Treatment of chlorophenols in water matrix by UV/ferrioxalate system: Part I. Key process parameter evaluation by response surface methodology Original Research Article

The study was focused on the investigation of the feasibility of UV/ferrioxalate system for the degradation of para-chlophenol (p-CP) as a model wastewater pollutant. The influence of key process parameters was evaluated and the interactions between them were assessed using combined empirical/statistical approach applying Box–Behnken experimental design (BBD) combined with response surface methodology (RSM). BBD included three numerical and one categorical variables representing the key process parameters (initial pH, [Fe3+], [C2O42−] and type of UV irradiation). The quadratic RSM models predicting the rate of (p-CP) degradation by UV/ferrioxalate systems were developed. ANOVA was applied to evaluate the significance of models and modelsʹ components. On the bases of obtained statistical parameters (R2, F, p), developed RSM models are characterized as highly accurate and predictive.
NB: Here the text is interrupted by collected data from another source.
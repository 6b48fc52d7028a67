//! Grid snapping for card coordinates and measures.
//!
//! Coordinates land on multiples of [`GRID_SIZE`]. Measures (width, height)
//! are one unit larger so that the borders of adjacent cards overlap by a
//! single unit instead of doubling up.
//!
//! Board geometry stays within a few thousand units. Near the ends of the
//! `i32` range the arithmetic saturates instead of overflowing, so results
//! there are clamped to `i32::MIN`/`i32::MAX` rather than landing on the grid.

#[cfg(test)]
#[path = "grid_test.rs"]
mod tests;

use crate::consts::GRID_SIZE;

/// Round `n` to the nearest multiple of the grid. An exact half rounds up.
#[must_use]
pub fn snap_to_grid(n: i32) -> i32 {
    let rem = n.rem_euclid(GRID_SIZE);
    let down = n.saturating_sub(rem);
    if rem * 2 >= GRID_SIZE { down.saturating_add(GRID_SIZE) } else { down }
}

/// Snap an x or y coordinate.
#[must_use]
pub fn snap_coordinate(n: i32) -> i32 {
    snap_to_grid(n)
}

/// Snap a width or height.
#[must_use]
pub fn snap_measure(n: i32) -> i32 {
    snap_to_grid(n).saturating_add(1)
}

/// Snap a measure without ever shrinking it below `n`.
///
/// Used when the measure comes from rendered content that must not be clipped.
#[must_use]
pub fn snap_measure_outward(n: i32) -> i32 {
    let snapped = snap_measure(n);
    if snapped < n { snapped.saturating_add(GRID_SIZE) } else { snapped }
}

/// Convert a size expressed in grid units to a snapped measure.
#[must_use]
pub fn grid_units(units: i32) -> i32 {
    snap_measure(units.saturating_mul(GRID_SIZE))
}

/// Snap a coordinate and keep `[n, n + span]` inside `[0, limit]`.
///
/// When snapping would push the far edge past `limit`, the coordinate steps
/// down to the largest grid multiple that still fits. Never returns a
/// negative value, even when `span` exceeds `limit`.
#[must_use]
pub fn fit_coordinate(n: i32, span: i32, limit: i32) -> i32 {
    let max = limit.saturating_sub(span).max(0);
    let snapped = snap_coordinate(n);
    let fitted = if snapped > max { max - max.rem_euclid(GRID_SIZE) } else { snapped };
    fitted.max(0)
}

/// Snap a measure and keep `origin + measure` at or below `limit`.
///
/// When the snapped measure would cross `limit`, it steps down to the largest
/// grid measure that still fits. Never returns less than one unit.
#[must_use]
pub fn fit_measure(n: i32, origin: i32, limit: i32) -> i32 {
    let max = limit.saturating_sub(origin);
    let snapped = snap_measure(n);
    if snapped <= max {
        return snapped;
    }
    (max - (max - 1).rem_euclid(GRID_SIZE)).max(1)
}
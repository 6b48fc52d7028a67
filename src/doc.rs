//! Document model: the shared board, its cards, and content links.
//!
//! A `Board` is owned jointly by every connected participant through the
//! shared-document collaborator (see [`crate::collab`]). This crate never
//! holds the authoritative copy; it reads snapshots and submits mutations.
//!
//! Serialization uses camelCase keys so the document stays readable by
//! peers that are not written in Rust.

#[cfg(test)]
#[path = "doc_test.rs"]
mod doc_test;

use std::collections::HashMap;
use std::fmt;
use std::str::FromStr;

use serde::{Deserialize, Serialize};
use url::Url;
use uuid::Uuid;

use crate::consts::{DEFAULT_BACKGROUND_COLOR, DEFAULT_BOARD_TITLE};

/// Unique identifier for a card on a board.
pub type CardId = Uuid;

/// Stable per-session identifier of a participant.
pub type ParticipantId = Uuid;

/// Identifier of a shared document.
pub type DocumentId = Uuid;

const CONTENT_LINK_SCHEME: &str = "content";

// =============================================================================
// CONTENT LINK
// =============================================================================

#[derive(Debug, thiserror::Error, PartialEq, Eq)]
pub enum ContentLinkError {
    #[error("malformed content link: {0}")]
    Malformed(String),
    #[error("unsupported content link scheme: {0}")]
    Scheme(String),
    #[error("content link is missing a {0}")]
    Missing(&'static str),
}

impl crate::error::ErrorCode for ContentLinkError {
    fn error_code(&self) -> &'static str {
        match self {
            Self::Malformed(_) => "E_LINK_MALFORMED",
            Self::Scheme(_) => "E_LINK_SCHEME",
            Self::Missing(_) => "E_LINK_INCOMPLETE",
        }
    }
}

/// Opaque reference to a piece of content: its type plus its content id.
///
/// Rendered as `content://<type>/<id>`.
#[derive(Debug, Clone, PartialEq, Eq, Hash, Serialize, Deserialize)]
#[serde(try_from = "String", into = "String")]
pub struct ContentLink {
    content_type: String,
    content_id: String,
}

impl ContentLink {
    #[must_use]
    pub fn new(content_type: impl Into<String>, content_id: impl Into<String>) -> Self {
        Self { content_type: content_type.into(), content_id: content_id.into() }
    }

    /// The content type name, e.g. `"text"` or `"image"`.
    #[must_use]
    pub fn content_type(&self) -> &str {
        &self.content_type
    }

    #[must_use]
    pub fn content_id(&self) -> &str {
        &self.content_id
    }
}

impl fmt::Display for ContentLink {
    fn fmt(&self, f: &mut fmt::Formatter<'_>) -> fmt::Result {
        write!(f, "{CONTENT_LINK_SCHEME}://{}/{}", self.content_type, self.content_id)
    }
}

impl FromStr for ContentLink {
    type Err = ContentLinkError;

    fn from_str(s: &str) -> Result<Self, Self::Err> {
        let url = Url::parse(s).map_err(|e| ContentLinkError::Malformed(e.to_string()))?;
        if url.scheme() != CONTENT_LINK_SCHEME {
            return Err(ContentLinkError::Scheme(url.scheme().to_string()));
        }
        let content_type = url
            .host_str()
            .filter(|h| !h.is_empty())
            .ok_or(ContentLinkError::Missing("content type"))?;
        let content_id = url.path().trim_start_matches('/');
        if content_id.is_empty() {
            return Err(ContentLinkError::Missing("content id"));
        }
        Ok(Self::new(content_type, content_id))
    }
}

impl TryFrom<String> for ContentLink {
    type Error = ContentLinkError;

    fn try_from(value: String) -> Result<Self, Self::Error> {
        value.parse()
    }
}

impl From<ContentLink> for String {
    fn from(link: ContentLink) -> Self {
        link.to_string()
    }
}

// =============================================================================
// CARD
// =============================================================================

/// A positioned, sized reference to one piece of content on the board.
#[derive(Debug, Clone, PartialEq, Eq, Serialize, Deserialize)]
pub struct Card {
    pub id: CardId,
    pub url: ContentLink,
    /// Left edge; a grid multiple once committed.
    pub x: i32,
    /// Top edge; a grid multiple once committed.
    pub y: i32,
    /// `None` means "use the content's intrinsic width".
    pub width: Option<i32>,
    /// `None` means "use the content's intrinsic height".
    pub height: Option<i32>,
}

/// Width and height of a card as currently resolved.
#[derive(Debug, Clone, Copy, PartialEq, Eq, Default)]
pub struct Size {
    pub width: i32,
    pub height: i32,
}

impl Size {
    #[must_use]
    pub fn new(width: i32, height: i32) -> Self {
        Self { width, height }
    }
}

// =============================================================================
// BOARD
// =============================================================================

/// The shared board document.
#[derive(Debug, Clone, PartialEq, Serialize, Deserialize)]
#[serde(rename_all = "camelCase")]
pub struct Board {
    pub title: String,
    pub background_color: String,
    #[serde(default)]
    pub cards: HashMap<CardId, Card>,
}

impl Board {
    #[must_use]
    pub fn new() -> Self {
        Self {
            title: DEFAULT_BOARD_TITLE.to_string(),
            background_color: DEFAULT_BACKGROUND_COLOR.to_string(),
            cards: HashMap::new(),
        }
    }

    #[must_use]
    pub fn card(&self, id: &CardId) -> Option<&Card> {
        self.cards.get(id)
    }

    #[must_use]
    pub fn contains(&self, id: &CardId) -> bool {
        self.cards.contains_key(id)
    }

    /// Cards ordered by position (top to bottom, then left to right, then id).
    #[must_use]
    pub fn sorted_cards(&self) -> Vec<&Card> {
        let mut cards: Vec<&Card> = self.cards.values().collect();
        cards.sort_by(|a, b| (a.y, a.x, a.id).cmp(&(b.y, b.x, b.id)));
        cards
    }

    #[must_use]
    pub fn len(&self) -> usize {
        self.cards.len()
    }

    #[must_use]
    pub fn is_empty(&self) -> bool {
        self.cards.is_empty()
    }
}

impl Default for Board {
    fn default() -> Self {
        Self::new()
    }
}
//! In-process collaborators.
//!
//! DESIGN
//! ======
//! `MemoryNetwork` stands in for the replication engine: every participant
//! opening the same document id shares one `watch` channel holding the
//! board and one `broadcast` channel for ephemeral messages. Mutations are
//! applied under the watch lock, so each `change` is atomic and every
//! subscriber (including the author) observes the result.
//!
//! Handles count the mutations and messages they issue so tests can assert
//! that no-op operations never reach the document.

#[cfg(test)]
#[path = "memory_test.rs"]
mod tests;

use std::collections::HashMap;
use std::path::Path;
use std::sync::atomic::{AtomicBool, AtomicUsize, Ordering};
use std::sync::{Arc, Mutex, PoisonError};

use tokio::sync::{broadcast, watch};
use tracing::{debug, info, warn};
use uuid::Uuid;

use super::{AssetError, AssetId, AssetStore, ContentStore, DocHandle, Envelope, Mutator, Navigator, Repo};
use crate::doc::{Board, ContentLink, DocumentId, ParticipantId};

const MESSAGE_CHANNEL_CAPACITY: usize = 256;
const OCTET_STREAM: &str = "application/octet-stream";

// =============================================================================
// DOCUMENTS
// =============================================================================

struct SharedDoc {
    board: watch::Sender<Board>,
    messages: broadcast::Sender<Envelope>,
}

impl SharedDoc {
    fn new() -> Self {
        let (board, _) = watch::channel(Board::new());
        let (messages, _) = broadcast::channel(MESSAGE_CHANNEL_CAPACITY);
        Self { board, messages }
    }
}

/// Shared set of in-memory documents. Cloning shares the same documents.
#[derive(Clone, Default)]
pub struct MemoryNetwork {
    docs: Arc<Mutex<HashMap<DocumentId, Arc<SharedDoc>>>>,
}

impl MemoryNetwork {
    #[must_use]
    pub fn new() -> Self {
        Self::default()
    }

    /// A repo that opens documents on this network as `participant`.
    #[must_use]
    pub fn repo(&self, participant: ParticipantId) -> MemoryRepo {
        MemoryRepo { network: self.clone(), participant }
    }

    fn shared(&self, id: DocumentId) -> Arc<SharedDoc> {
        let mut docs = self.docs.lock().unwrap_or_else(PoisonError::into_inner);
        docs.entry(id)
            .or_insert_with(|| {
                info!(%id, "memory: document created");
                Arc::new(SharedDoc::new())
            })
            .clone()
    }
}

/// Opens documents on a [`MemoryNetwork`] for one participant.
#[derive(Clone)]
pub struct MemoryRepo {
    network: MemoryNetwork,
    participant: ParticipantId,
}

impl MemoryRepo {
    /// Like [`Repo::open`], but keeps the concrete handle type.
    #[must_use]
    pub fn open_memory(&self, id: DocumentId) -> Arc<MemoryHandle> {
        Arc::new(MemoryHandle {
            id,
            participant: self.participant,
            shared: self.network.shared(id),
            released: AtomicBool::new(false),
            changes: AtomicUsize::new(0),
            messages: AtomicUsize::new(0),
        })
    }
}

impl Repo for MemoryRepo {
    fn open(&self, id: DocumentId) -> Arc<dyn DocHandle> {
        self.open_memory(id)
    }
}

/// One participant's handle on a shared in-memory document.
pub struct MemoryHandle {
    id: DocumentId,
    participant: ParticipantId,
    shared: Arc<SharedDoc>,
    released: AtomicBool,
    changes: AtomicUsize,
    messages: AtomicUsize,
}

impl MemoryHandle {
    /// Number of mutations issued through this handle.
    #[must_use]
    pub fn change_count(&self) -> usize {
        self.changes.load(Ordering::SeqCst)
    }

    /// Number of messages broadcast through this handle.
    #[must_use]
    pub fn message_count(&self) -> usize {
        self.messages.load(Ordering::SeqCst)
    }

    #[must_use]
    pub fn is_released(&self) -> bool {
        self.released.load(Ordering::SeqCst)
    }
}

impl DocHandle for MemoryHandle {
    fn document_id(&self) -> DocumentId {
        self.id
    }

    fn participant(&self) -> ParticipantId {
        self.participant
    }

    fn doc(&self) -> Board {
        self.shared.board.borrow().clone()
    }

    fn subscribe_changes(&self) -> watch::Receiver<Board> {
        self.shared.board.subscribe()
    }

    fn subscribe_messages(&self) -> broadcast::Receiver<Envelope> {
        self.shared.messages.subscribe()
    }

    fn change(&self, mutator: Mutator<'_>) {
        if self.is_released() {
            warn!(document_id = %self.id, "memory: change on released handle ignored");
            return;
        }
        self.changes.fetch_add(1, Ordering::SeqCst);
        self.shared.board.send_modify(move |board| mutator(board));
    }

    fn message(&self, payload: serde_json::Value) {
        if self.is_released() {
            warn!(document_id = %self.id, "memory: message on released handle ignored");
            return;
        }
        self.messages.fetch_add(1, Ordering::SeqCst);
        let envelope = Envelope { sender: self.participant, payload };
        if self.shared.messages.send(envelope).is_err() {
            debug!(document_id = %self.id, "memory: message dropped, no listeners");
        }
    }

    fn release(&self) {
        if !self.released.swap(true, Ordering::SeqCst) {
            info!(document_id = %self.id, participant = %self.participant, "memory: handle released");
        }
    }
}

// =============================================================================
// CONTENT
// =============================================================================

/// Keeps content documents in a map: content id -> (type, attrs).
#[derive(Default)]
pub struct MemoryContentStore {
    docs: Mutex<HashMap<String, (String, serde_json::Value)>>,
}

impl MemoryContentStore {
    #[must_use]
    pub fn new() -> Self {
        Self::default()
    }

    #[must_use]
    pub fn get(&self, content_id: &str) -> Option<(String, serde_json::Value)> {
        self.docs
            .lock()
            .unwrap_or_else(PoisonError::into_inner)
            .get(content_id)
            .cloned()
    }
}

impl ContentStore for MemoryContentStore {
    fn initialize_content_doc(&self, type_name: &str, attrs: &serde_json::Value) -> String {
        let content_id = Uuid::new_v4().to_string();
        self.docs
            .lock()
            .unwrap_or_else(PoisonError::into_inner)
            .insert(content_id.clone(), (type_name.to_string(), attrs.clone()));
        debug!(%content_id, type_name, "memory: content initialized");
        content_id
    }
}

// =============================================================================
// ASSETS
// =============================================================================

/// A stored asset: media type and bytes.
#[derive(Debug, Clone, PartialEq, Eq)]
pub struct StoredAsset {
    pub media_type: String,
    pub bytes: Vec<u8>,
}

/// Keeps assets in a map keyed by asset id.
#[derive(Default)]
pub struct MemoryAssetStore {
    assets: Mutex<HashMap<AssetId, StoredAsset>>,
}

impl MemoryAssetStore {
    #[must_use]
    pub fn new() -> Self {
        Self::default()
    }

    #[must_use]
    pub fn get(&self, id: &str) -> Option<StoredAsset> {
        self.assets
            .lock()
            .unwrap_or_else(PoisonError::into_inner)
            .get(id)
            .cloned()
    }

    #[must_use]
    pub fn len(&self) -> usize {
        self.assets.lock().unwrap_or_else(PoisonError::into_inner).len()
    }

    #[must_use]
    pub fn is_empty(&self) -> bool {
        self.len() == 0
    }

    fn store(&self, bytes: Vec<u8>, media_type: &str) -> AssetId {
        let id = Uuid::new_v4().to_string();
        debug!(asset_id = %id, media_type, len = bytes.len(), "memory: asset stored");
        self.assets
            .lock()
            .unwrap_or_else(PoisonError::into_inner)
            .insert(id.clone(), StoredAsset { media_type: media_type.to_string(), bytes });
        id
    }
}

#[async_trait::async_trait]
impl AssetStore for MemoryAssetStore {
    async fn write(&self, path: &Path) -> Result<AssetId, AssetError> {
        let bytes = tokio::fs::read(path).await?;
        let media_type = infer::get(&bytes).map_or(OCTET_STREAM, |kind| kind.mime_type());
        Ok(self.store(bytes, media_type))
    }

    async fn write_buffer(&self, bytes: Vec<u8>, media_type: &str) -> Result<AssetId, AssetError> {
        if bytes.is_empty() {
            return Err(AssetError::Rejected("empty buffer".into()));
        }
        Ok(self.store(bytes, media_type))
    }
}

// =============================================================================
// NAVIGATION
// =============================================================================

/// Records every link it is asked to open.
#[derive(Default)]
pub struct RecordingNavigator {
    opened: Mutex<Vec<ContentLink>>,
}

impl RecordingNavigator {
    #[must_use]
    pub fn new() -> Self {
        Self::default()
    }

    #[must_use]
    pub fn opened(&self) -> Vec<ContentLink> {
        self.opened.lock().unwrap_or_else(PoisonError::into_inner).clone()
    }
}

impl Navigator for RecordingNavigator {
    fn open(&self, link: &ContentLink) {
        info!(%link, "navigate");
        self.opened
            .lock()
            .unwrap_or_else(PoisonError::into_inner)
            .push(link.clone());
    }
}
Additionally, it was determined that all four studied process parameters strongly influenced the UV/ferrioxalate system performance. The optimal conditions for maximal degradation of p-CP in water matrix by UV-C/ferrioxalate and UV-A/ferrioxalate are determined: pH0 = 4.4, [Fe3+] = 0.1 mM and [C2O42−] = 3.4 mM; and pH0 = 5.58, [Fe3+] = 1.38 mM and [C2O42−] = 8.16 mM. The optimal conditions strongly depended on the type of UV irradiation indicating the competitive degradation mechanisms of p-CP in water matrix including involvement of direct photolysis and radical species as well.